Daily Archives: January 10, 2014

For Good Measure

Thursday has turned into the day of pain.  It’s the day that I just flirt with my staff and actually date the forms and techniques that can break my body.  It has to happen sometime; it has to happen regularly, actually.  If it doesn’t I won’t be able to do some of the things a black sash is expected to do, and that’s unacceptable.

I’ve been there before, as a matter of fact.  I spent most of 2013 unable, at first, to do a decent kicking combination, then, unable to do one at all.  The kicking combination is the red sash testing kicking; i.e., it’s the series of kicks that has to be done very well in order to be promoted to black sash.

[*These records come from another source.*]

extern crate orbitsim;
extern crate assert_approx_eq;

mod common;
use assert_approx_eq::assert_approx_eq;
use orbitsim::{Axes, Body};
use orbitsim::simulator::{calculate_forces, calculate_pair_force};
use orbitsim::constants::G_SI;

#[test]
fn unit_masses_one_meter_apart_attract_with_g() {
    let simulator = common::two_body_simulator(1.0);
    let forces = calculate_forces(1.0, simulator.bodies());
    assert_eq!(forces.len(), 2);
    assert_approx_eq!(forces[0].x, 1.0, 1e-15);
    assert_approx_eq!(forces[0].y, 0.0, 1e-15);
    assert_approx_eq!(forces[1].x, -1.0, 1e-15);
    assert_approx_eq!(forces[1].y, 0.0, 1e-15);
}

#[test]
fn pair_forces_are_equal_and_opposite() {
    let bodies = common::three_bodies();
    for (i, body_a) in bodies.iter().enumerate() {
        for body_b in bodies[i+1..].iter() {
            let on_a = calculate_pair_force(1.0, body_a, body_b);
            let on_b = calculate_pair_force(1.0, body_b, body_a);
            assert_approx_eq!(on_a.norm(), on_b.norm(), 1e-14);
            assert_approx_eq!(on_a.x, -on_b.x, 1e-14);
            assert_approx_eq!(on_a.y, -on_b.y, 1e-14);
        }
    }
}

#[test]
fn net_force_of_closed_system_vanishes() {
    let forces = calculate_forces(1.0, &common::three_bodies());
    let total = forces.iter().fold(Axes::zero(), |t, f| Axes::new(t.x + f.x, t.y + f.y));
    assert_approx_eq!(total.x, 0.0, 1e-14);
    assert_approx_eq!(total.y, 0.0, 1e-14);
}

#[test]
fn force_points_towards_the_other_body() {
    let a = Body::new("A", 1.0, Axes::new(1., 1.), Axes::zero());
    let b = Body::new("B", 1.0, Axes::new(4., 5.), Axes::zero());
    let force = calculate_pair_force(1.0, &a, &b);
    // Distance 5, direction (3/5, 4/5)
    assert_approx_eq!(force.x, 0.04 * 0.6, 1e-15);
    assert_approx_eq!(force.y, 0.04 * 0.8, 1e-15);
}

#[test]
fn force_follows_the_inverse_square_law() {
    let a = Body::new("A", 5.972e24, Axes::zero(), Axes::zero());
    let near = Body::new("Near", 7.348e22, Axes::new(1.0e8, 0.), Axes::zero());
    let far = Body::new("Far", 7.348e22, Axes::new(2.0e8, 0.), Axes::zero());
    let ratio = calculate_pair_force(G_SI, &a, &near).norm() / calculate_pair_force(G_SI, &a, &far).norm();
    assert_approx_eq!(ratio, 4.0, 1e-12);
}

#[test]
fn coincident_bodies_exert_no_force() {
    let bodies = vec![
        Body::new("A", 1.0, Axes::new(2., 3.), Axes::zero()),
        Body::new("B", 4.0, Axes::new(2., 3.), Axes::zero()),
        Body::new("C", 1.0, Axes::new(3., 3.), Axes::zero()),
    ];
    let forces = calculate_forces(1.0, &bodies);
    assert!(forces.iter().all(|force| force.is_finite()));
    // A and B only feel C
    assert_eq!(forces[0], Axes::new(1.0, 0.0));
    assert_eq!(forces[1], Axes::new(4.0, 0.0));
    assert_eq!(calculate_pair_force(1.0, &bodies[0], &bodies[1]), Axes::zero());
}

#[test]
fn a_lonely_body_feels_nothing() {
    let bodies = vec![Body::new("Alone", 1.0e30, Axes::new(1., 2.), Axes::new(3., 4.))];
    assert_eq!(calculate_forces(G_SI, &bodies), vec![Axes::zero()]);
    assert!(calculate_forces(G_SI, &[]).is_empty());
}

The humiliation of being unable to do it anymore was more painful than landing on a foot supported by a knee that’s been under the knife four times.

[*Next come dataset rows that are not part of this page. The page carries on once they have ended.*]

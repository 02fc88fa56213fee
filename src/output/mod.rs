mod recorder;
mod exporter;

pub use self::recorder::{TrajectoryRecorder, RecordedBody};
pub use self::exporter::TrajectoryExporter;

use std::error::Error;
use std::fmt;
use std::io;
use bincode;
use csv;
use serde_json;
use super::bodies::Axes;

/// Consumer of the simulation results (chart, window, file...).
///
/// The simulator calls `receive_trajectory` and then `receive_label_position`
/// once per body, in body order, after the last step. `finalize` is left to
/// the caller, the destination string is never interpreted by the simulator.
pub trait TrajectorySink {
    fn receive_trajectory(&mut self, body_name: &str, points: Vec<Axes>);
    fn receive_label_position(&mut self, body_name: &str, position: Axes);
    fn finalize(&mut self, destination: &str) -> Result<(), SinkError>;
}

#[derive(Debug)]
pub enum SinkError {
    Io(io::Error),
    Json(serde_json::Error),
    Csv(csv::Error),
    Binary(bincode::Error),
}

impl fmt::Display for SinkError {
    fn fmt(&self, f: &mut fmt::Formatter) -> fmt::Result {
        match self {
            SinkError::Io(e) => write!(f, "I/O error: {}", e),
            SinkError::Json(e) => write!(f, "JSON error: {}", e),
            SinkError::Csv(e) => write!(f, "CSV error: {}", e),
            SinkError::Binary(e) => write!(f, "Binary serialization error: {}", e),
        }
    }
}

impl Error for SinkError {
    fn source(&self) -> Option<&(dyn Error + 'static)> {
        match self {
            SinkError::Io(e) => Some(e),
            SinkError::Json(e) => Some(e),
            SinkError::Csv(e) => Some(e),
            SinkError::Binary(e) => Some(e),
        }
    }
}

impl From<io::Error> for SinkError {
    fn from(e: io::Error) -> SinkError {
        SinkError::Io(e)
    }
}

impl From<serde_json::Error> for SinkError {
    fn from(e: serde_json::Error) -> SinkError {
        SinkError::Json(e)
    }
}

impl From<csv::Error> for SinkError {
    fn from(e: csv::Error) -> SinkError {
        SinkError::Csv(e)
    }
}

impl From<bincode::Error> for SinkError {
    fn from(e: bincode::Error) -> SinkError {
        SinkError::Binary(e)
    }
}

No.  That’s a hyperbolic inaccuracy; otherwise, I would have simply kept doing the kicking combinations to avoid the embarrassment.  But I truly couldn’t.  That’s how much it hurt to land from a jump that’s supposed to be at least a yard off the ground.  And let’s face it: a yard’s not that high in the kung fu world.

The cortisone shot in my lower back almost three weeks ago has returned my ability to do a kicking combination.  The ones I did tonight were not very high, and they still hurt my back and knees to land, but I could execute the move, and so I did.  I did it and the subsequent difficult moves of the Lian Huan Tui form – spinning inside and outside crescent kicks, followed by a tornado kick, a side kick, forward and backward sweeps, a back kick and a final tornado kick, all in quick succession with just one pause – until taking a simple step made my back hurt.  And right after I gave my twelve-year-old a nod of agreement on her observation that I should probably stop for the night, I remembered something crucial to my martial arts training, a fact that I couldn’t have earned my black sash without embracing: fear of pain is more restrictive than the pain itself.

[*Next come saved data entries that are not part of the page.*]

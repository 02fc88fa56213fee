//// Physical constants (S.I. units)
pub const G_SI : f64 = 6.67430e-11;  // m^3.kg^-1.s^-2
pub const HOUR: f64 = 3600.; // s
pub const DAY: f64 = 24.*HOUR; // s

//// Default run
pub const DEFAULT_TIME_STEP : f64 = DAY; // s
pub const DEFAULT_STEPS : u32 = 365; // one year with daily steps

////////////////////////////////////////////////////////////////////////////////
// Solar system
// Masses in kg, distances to the Sun in m, mean orbital speeds in m/s
pub const M_SUN : f64 = 1.989e30;
pub const M_MERCURY : f64 = 3.285e23;
pub const M_VENUS : f64 = 4.867e24;
pub const M_EARTH : f64 = 5.972e24;
pub const M_MARS : f64 = 6.39e23;
pub const M_JUPITER : f64 = 1.898e27;
pub const M_SATURN : f64 = 5.683e26;
pub const M_URANUS : f64 = 8.681e25;
pub const M_NEPTUNE : f64 = 1.024e26;

pub const D_MERCURY : f64 = 57.91e9;
pub const D_VENUS : f64 = 108.2e9;
pub const D_EARTH : f64 = 149.6e9;
pub const D_MARS : f64 = 227.9e9;
pub const D_JUPITER : f64 = 778.5e9;
pub const D_SATURN : f64 = 1.434e12;
pub const D_URANUS : f64 = 2.871e12;
pub const D_NEPTUNE : f64 = 4.495e12;

pub const V_MERCURY : f64 = 47400.;
pub const V_VENUS : f64 = 35020.;
pub const V_EARTH : f64 = 29783.;
pub const V_MARS : f64 = 24007.;
pub const V_JUPITER : f64 = 13070.;
pub const V_SATURN : f64 = 9680.;
pub const V_URANUS : f64 = 6800.;
pub const V_NEPTUNE : f64 = 5430.;

// Moons: distance and speed relative to their host planet
pub const M_MOON : f64 = 7.348e22;
pub const D_MOON : f64 = 384400000.;
pub const V_MOON : f64 = 1022.;
pub const M_IO : f64 = 8.931e22;
pub const D_IO : f64 = 421700000.;
pub const V_IO : f64 = 17320.;
pub const M_EUROPA : f64 = 4.799e22;
pub const D_EUROPA : f64 = 671100000.;
pub const V_EUROPA : f64 = 13740.;
pub const M_GANYMEDE : f64 = 1.482e23;
pub const D_GANYMEDE : f64 = 1070400000.;
pub const V_GANYMEDE : f64 = 10870.;
pub const M_CALLISTO : f64 = 1.076e23;
pub const D_CALLISTO : f64 = 1882700000.;
pub const V_CALLISTO : f64 = 8200.;
////////////////////////////////////////////////////////////////////////////////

I remember in the early months of my black sash testing (which weren’t long after my last knee operation) having to repeatedly tell myself not to be afraid each and every time I jumped into a mid-air horse stance in the 12 Kicks form and had to land.  The landing continued to hurt for a while; but I’ve had two children and been tattooed several times.  Everything is relative. The more I just went through the pain instead of trying to avoid it, the more relaxed my body became – and the less it hurt.  It didn’t take that long for me not to need the internal, pre-jump pep talk.

I don’t know why I remembered that tonight, a memory that’s fifteen or sixteen months old, but I’m glad I did.  It made me decide to keep going until I was satisfied that progress had been made with at least one thing that needed to be fixed. I only did another half dozen repetitions of the kicking combination, but I did another dozen or so reps of all that follows the combo and even tacked on the ending of the form for good measure.  I don’t know where in that process my back pain turned into little more than a dull ache, but it did.  And more importantly, half of that killer list of kicks looked better when I walked out of the building than when I began.

Walking up and down my stairs after sitting through the twenty-five minute car ride home is as unpleasant as it always is. But tonight, the fact that Thursday is a guaranteed day of pain comes with one helluva smile.